Extracted material section start

pub mod auth;
pub mod role;

pub use auth::{require_authenticated, AuthUser};
pub use role::{admin_only, require_role};
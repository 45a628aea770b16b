pub mod security_headers;
pub mod telemetry;

pub use security_headers::security_headers_middleware;
pub use telemetry::{render_metrics, install_metrics_recorder, request_id_middleware, request_metrics_middleware, REQUEST_ID_HEADER};
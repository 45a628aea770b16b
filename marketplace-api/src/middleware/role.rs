use axum::{
    extract::{Request, State},
    middleware::Next,
    response::Response,
};
use marketplace_core::error::AppError;

use crate::{
    models::{Role, User},
    services::{IdentityClaim, MarketplaceError, UserDirectory},
    AppState,
};

/// Look the caller up and require `role`. Consulted on every call.
pub async fn require_role(
    identity: &IdentityClaim,
    role: Role,
    users: &dyn UserDirectory,
) -> Result<User, MarketplaceError> {
    if identity.email.trim().is_empty() {
        tracing::warn!("Role check for a token without an email");
        return Err(MarketplaceError::Forbidden);
    }

    match users.find_by_email(&identity.email).await? {
        Some(user) if user.has_role(role) => Ok(user),
        Some(user) => {
            tracing::warn!(
                email = %identity.email,
                required = role.as_str(),
                actual = user.role.as_str(),
                "Role check failed"
            );
            Err(MarketplaceError::Forbidden)
        }
        None => {
            tracing::warn!(email = %identity.email, "Role check for unknown user");
            Err(MarketplaceError::Forbidden)
        }
    }
}

/// Runs after [`super::require_authenticated`]; lets only admins through.
pub async fn admin_only(
    State(state): State<AppState>,
    req: Request,
    next: Next,
) -> Result<Response, AppError> {
    let identity = req
        .extensions()
        .get::<IdentityClaim>()
        .cloned()
        .ok_or(AppError::Unauthenticated)?;

    require_role(&identity, Role::Admin, state.users.as_ref()).await?;

    Ok(next.run(req).await)
}
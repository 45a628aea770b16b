//! Request and response contracts for the HTTP surface.

pub mod auth;
pub mod bookings;
pub mod catalog;
pub mod payments;
pub mod users;

pub use auth::{JwtQuery, TokenResponse};
pub use bookings::{CreateBookingRequest, EmailQuery};
pub use catalog::CreateProductRequest;
pub use payments::{ConfirmPaymentRequest, CreateIntentRequest, CreateIntentResponse};
pub use users::CreateUserRequest;
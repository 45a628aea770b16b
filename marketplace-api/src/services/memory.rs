//! In-process store used by tests and local runs without MongoDB.
//!
//! Mirrors the unique indexes of the Mongo store (user email, payment
//! bookingId) and can be told to fail booking settlement so the
//! payment-then-booking gap can be exercised.

use async_trait::async_trait;
use std::collections::BTreeMap;
use std::sync::atomic::{AtomicBool, Ordering};
use std::sync::{Mutex, MutexGuard};

use crate::models::{Booking, Category, Payment, Product, Role, User, VerificationStatus};
use crate::services::store::{
    BookingStore, Catalog, DeleteOutcome, InsertOutcome, PaymentLedger, StoreError, StoreResult,
    UpdateOutcome, UserDirectory,
};

#[derive(Default)]
struct Tables {
    users: BTreeMap<String, User>,
    bookings: BTreeMap<String, Booking>,
    payments: BTreeMap<String, Payment>,
    categories: BTreeMap<String, Category>,
    products: BTreeMap<String, Product>,
}

#[derive(Default)]
pub struct InMemoryStore {
    tables: Mutex<Tables>,
    transactional: bool,
    fail_settlement: AtomicBool,
    offline: AtomicBool,
}

impl InMemoryStore {
    pub fn new() -> Self {
        Self::default()
    }

    /// A store whose `settle_atomically` applies both writes or neither.
    pub fn transactional() -> Self {
        Self {
            transactional: true,
            ..Self::default()
        }
    }

    /// Make every booking settlement write fail until switched back.
    pub fn fail_settlement(&self, fail: bool) {
        self.fail_settlement.store(fail, Ordering::SeqCst);
    }

    /// Make every operation fail as if the database were unreachable.
    pub fn set_offline(&self, offline: bool) {
        self.offline.store(offline, Ordering::SeqCst);
    }

    pub fn seed_user(&self, user: User) {
        if let Ok(mut t) = self.tables.lock() {
            t.users.insert(user.id.clone(), user);
        }
    }

    pub fn seed_booking(&self, booking: Booking) {
        if let Ok(mut t) = self.tables.lock() {
            t.bookings.insert(booking.id.clone(), booking);
        }
    }

    pub fn seed_category(&self, category: Category) {
        if let Ok(mut t) = self.tables.lock() {
            t.categories.insert(category.id.clone(), category);
        }
    }

    pub fn booking(&self, id: &str) -> Option<Booking> {
        self.tables.lock().ok()?.bookings.get(id).cloned()
    }

    pub fn user(&self, id: &str) -> Option<User> {
        self.tables.lock().ok()?.users.get(id).cloned()
    }

    pub fn payments(&self) -> Vec<Payment> {
        self.tables
            .lock()
            .map(|t| t.payments.values().cloned().collect())
            .unwrap_or_default()
    }

    pub fn user_count(&self) -> usize {
        self.tables.lock().map(|t| t.users.len()).unwrap_or(0)
    }

    fn tables(&self) -> StoreResult<MutexGuard<'_, Tables>> {
        if self.offline.load(Ordering::SeqCst) {
            return Err(StoreError::Backend(anyhow::anyhow!("store is offline")));
        }
        self.tables
            .lock()
            .map_err(|e| StoreError::Backend(anyhow::anyhow!("In-memory store mutex poisoned: {}", e)))
    }

    fn check_settlement(&self) -> StoreResult<()> {
        if self.fail_settlement.load(Ordering::SeqCst) {
            return Err(StoreError::Backend(anyhow::anyhow!(
                "booking settlement write failed"
            )));
        }
        Ok(())
    }
}

fn payment_exists_for(tables: &Tables, booking_id: &str) -> bool {
    tables.payments.values().any(|p| p.booking_id == booking_id)
}

fn settle(tables: &mut Tables, booking_id: &str, transaction_id: &str) -> UpdateOutcome {
    match tables.bookings.get_mut(booking_id) {
        Some(booking) => {
            let modified = !booking.paid || booking.transaction_id.as_deref() != Some(transaction_id);
            booking.paid = true;
            booking.transaction_id = Some(transaction_id.to_string());
            UpdateOutcome::new(1, u64::from(modified), None)
        }
        None => UpdateOutcome::new(0, 0, None),
    }
}

#[async_trait]
impl UserDirectory for InMemoryStore {
    /// Records upserted by `set_role` carry no email and are never matched.
    async fn find_by_email(&self, email: &str) -> StoreResult<Option<User>> {
        Ok(self
            .tables()?
            .users
            .values()
            .find(|u| !u.email.is_empty() && u.email == email)
            .cloned())
    }

    async fn find_by_id(&self, id: &str) -> StoreResult<Option<User>> {
        Ok(self.tables()?.users.get(id).cloned())
    }

    async fn insert(&self, user: &User) -> StoreResult<InsertOutcome> {
        let mut t = self.tables()?;
        if t.users.values().any(|u| u.email == user.email) {
            return Err(StoreError::Duplicate(format!("email {}", user.email)));
        }
        t.users.insert(user.id.clone(), user.clone());
        Ok(InsertOutcome::new(user.id.clone()))
    }

    async fn set_role(&self, id: &str, role: Role) -> StoreResult<UpdateOutcome> {
        let mut t = self.tables()?;
        match t.users.get_mut(id) {
            Some(user) => {
                let modified = user.role != role;
                user.role = role;
                Ok(UpdateOutcome::new(1, u64::from(modified), None))
            }
            None => {
                t.users.insert(
                    id.to_string(),
                    User {
                        id: id.to_string(),
                        email: String::new(),
                        name: None,
                        role,
                        verification_status: VerificationStatus::Unverified,
                    },
                );
                Ok(UpdateOutcome::new(0, 0, Some(id.to_string())))
            }
        }
    }

    async fn set_verification(
        &self,
        id: &str,
        status: VerificationStatus,
    ) -> StoreResult<UpdateOutcome> {
        let mut t = self.tables()?;
        Ok(match t.users.get_mut(id) {
            Some(user) => {
                let modified = user.verification_status != status;
                user.verification_status = status;
                UpdateOutcome::new(1, u64::from(modified), None)
            }
            None => UpdateOutcome::new(0, 0, None),
        })
    }

    async fn list_by_role(&self, role: Role) -> StoreResult<Vec<User>> {
        Ok(self
            .tables()?
            .users
            .values()
            .filter(|u| u.role == role)
            .cloned()
            .collect())
    }

    async fn delete(&self, id: &str) -> StoreResult<DeleteOutcome> {
        let removed = self.tables()?.users.remove(id);
        Ok(DeleteOutcome::new(u64::from(removed.is_some())))
    }
}

#[async_trait]
impl BookingStore for InMemoryStore {
    async fn insert(&self, booking: &Booking) -> StoreResult<InsertOutcome> {
        self.tables()?
            .bookings
            .insert(booking.id.clone(), booking.clone());
        Ok(InsertOutcome::new(booking.id.clone()))
    }

    async fn find_by_id(&self, id: &str) -> StoreResult<Option<Booking>> {
        Ok(self.tables()?.bookings.get(id).cloned())
    }

    async fn list(&self, email: Option<&str>) -> StoreResult<Vec<Booking>> {
        Ok(self
            .tables()?
            .bookings
            .values()
            .filter(|b| email.map_or(true, |e| b.email == e))
            .cloned()
            .collect())
    }

    async fn delete(&self, id: &str) -> StoreResult<DeleteOutcome> {
        let removed = self.tables()?.bookings.remove(id);
        Ok(DeleteOutcome::new(u64::from(removed.is_some())))
    }

    async fn record_intent(&self, id: &str, intent_id: &str) -> StoreResult<UpdateOutcome> {
        let mut t = self.tables()?;
        Ok(match t.bookings.get_mut(id) {
            Some(booking) if !booking.paid => {
                booking.intent_id = Some(intent_id.to_string());
                UpdateOutcome::new(1, 1, None)
            }
            _ => UpdateOutcome::new(0, 0, None),
        })
    }
}

#[async_trait]
impl PaymentLedger for InMemoryStore {
    async fn insert_payment(&self, payment: &Payment) -> StoreResult<InsertOutcome> {
        let mut t = self.tables()?;
        if payment_exists_for(&t, &payment.booking_id) {
            return Err(StoreError::Duplicate(format!(
                "payment for booking {}",
                payment.booking_id
            )));
        }
        t.payments.insert(payment.id.clone(), payment.clone());
        Ok(InsertOutcome::new(payment.id.clone()))
    }

    async fn mark_booking_paid(
        &self,
        booking_id: &str,
        transaction_id: &str,
    ) -> StoreResult<UpdateOutcome> {
        self.check_settlement()?;
        let mut t = self.tables()?;
        Ok(settle(&mut t, booking_id, transaction_id))
    }

    async fn settle_atomically(&self, payment: &Payment) -> StoreResult<Option<InsertOutcome>> {
        if !self.transactional {
            return Ok(None);
        }

        let mut t = self.tables()?;
        if payment_exists_for(&t, &payment.booking_id) {
            return Err(StoreError::Duplicate(format!(
                "payment for booking {}",
                payment.booking_id
            )));
        }
        if !t.bookings.contains_key(&payment.booking_id) {
            return Err(StoreError::Backend(anyhow::anyhow!(
                "Booking {} disappeared during settlement",
                payment.booking_id
            )));
        }
        // Nothing has been written yet, so a failure here leaves no trace.
        self.check_settlement()?;

        t.payments.insert(payment.id.clone(), payment.clone());
        settle(&mut t, &payment.booking_id, &payment.transaction_id);
        Ok(Some(InsertOutcome::new(payment.id.clone())))
    }

    async fn payment_for_booking(&self, booking_id: &str) -> StoreResult<Option<Payment>> {
        Ok(self
            .tables()?
            .payments
            .values()
            .find(|p| p.booking_id == booking_id)
            .cloned())
    }

    async fn payments_for_email(&self, email: &str) -> StoreResult<Vec<Payment>> {
        Ok(self
            .tables()?
            .payments
            .values()
            .filter(|p| p.email == email)
            .cloned()
            .collect())
    }

    async fn unsettled_payments(&self) -> StoreResult<Vec<Payment>> {
        let t = self.tables()?;
        Ok(t.payments
            .values()
            .filter(|p| !t.bookings.get(&p.booking_id).is_some_and(|b| b.paid))
            .cloned()
            .collect())
    }
}

#[async_trait]
impl Catalog for InMemoryStore {
    async fn categories(&self) -> StoreResult<Vec<Category>> {
        Ok(self.tables()?.categories.values().cloned().collect())
    }

    async fn products(&self) -> StoreResult<Vec<Product>> {
        Ok(self.tables()?.products.values().cloned().collect())
    }

    async fn products_in_category(&self, category_id: &str) -> StoreResult<Vec<Product>> {
        Ok(self
            .tables()?
            .products
            .values()
            .filter(|p| p.category_id == category_id)
            .cloned()
            .collect())
    }

    async fn products_by_seller(&self, email: &str) -> StoreResult<Vec<Product>> {
        Ok(self
            .tables()?
            .products
            .values()
            .filter(|p| p.email == email)
            .cloned()
            .collect())
    }

    async fn insert_product(&self, product: &Product) -> StoreResult<InsertOutcome> {
        self.tables()?
            .products
            .insert(product.id.clone(), product.clone());
        Ok(InsertOutcome::new(product.id.clone()))
    }

    async fn delete_product(&self, id: &str) -> StoreResult<DeleteOutcome> {
        let removed = self.tables()?.products.remove(id);
        Ok(DeleteOutcome::new(u64::from(removed.is_some())))
    }
}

Extracted material section end

§ **Aim of the exercise**:
Your task is to copy every line in the entries that holds the string "tracing".

§ **Answer for the task**:
        tracing::warn!("Role check for a token without an email");
            tracing::warn!(
            tracing::warn!(email = %identity.email, "Role check for unknown user");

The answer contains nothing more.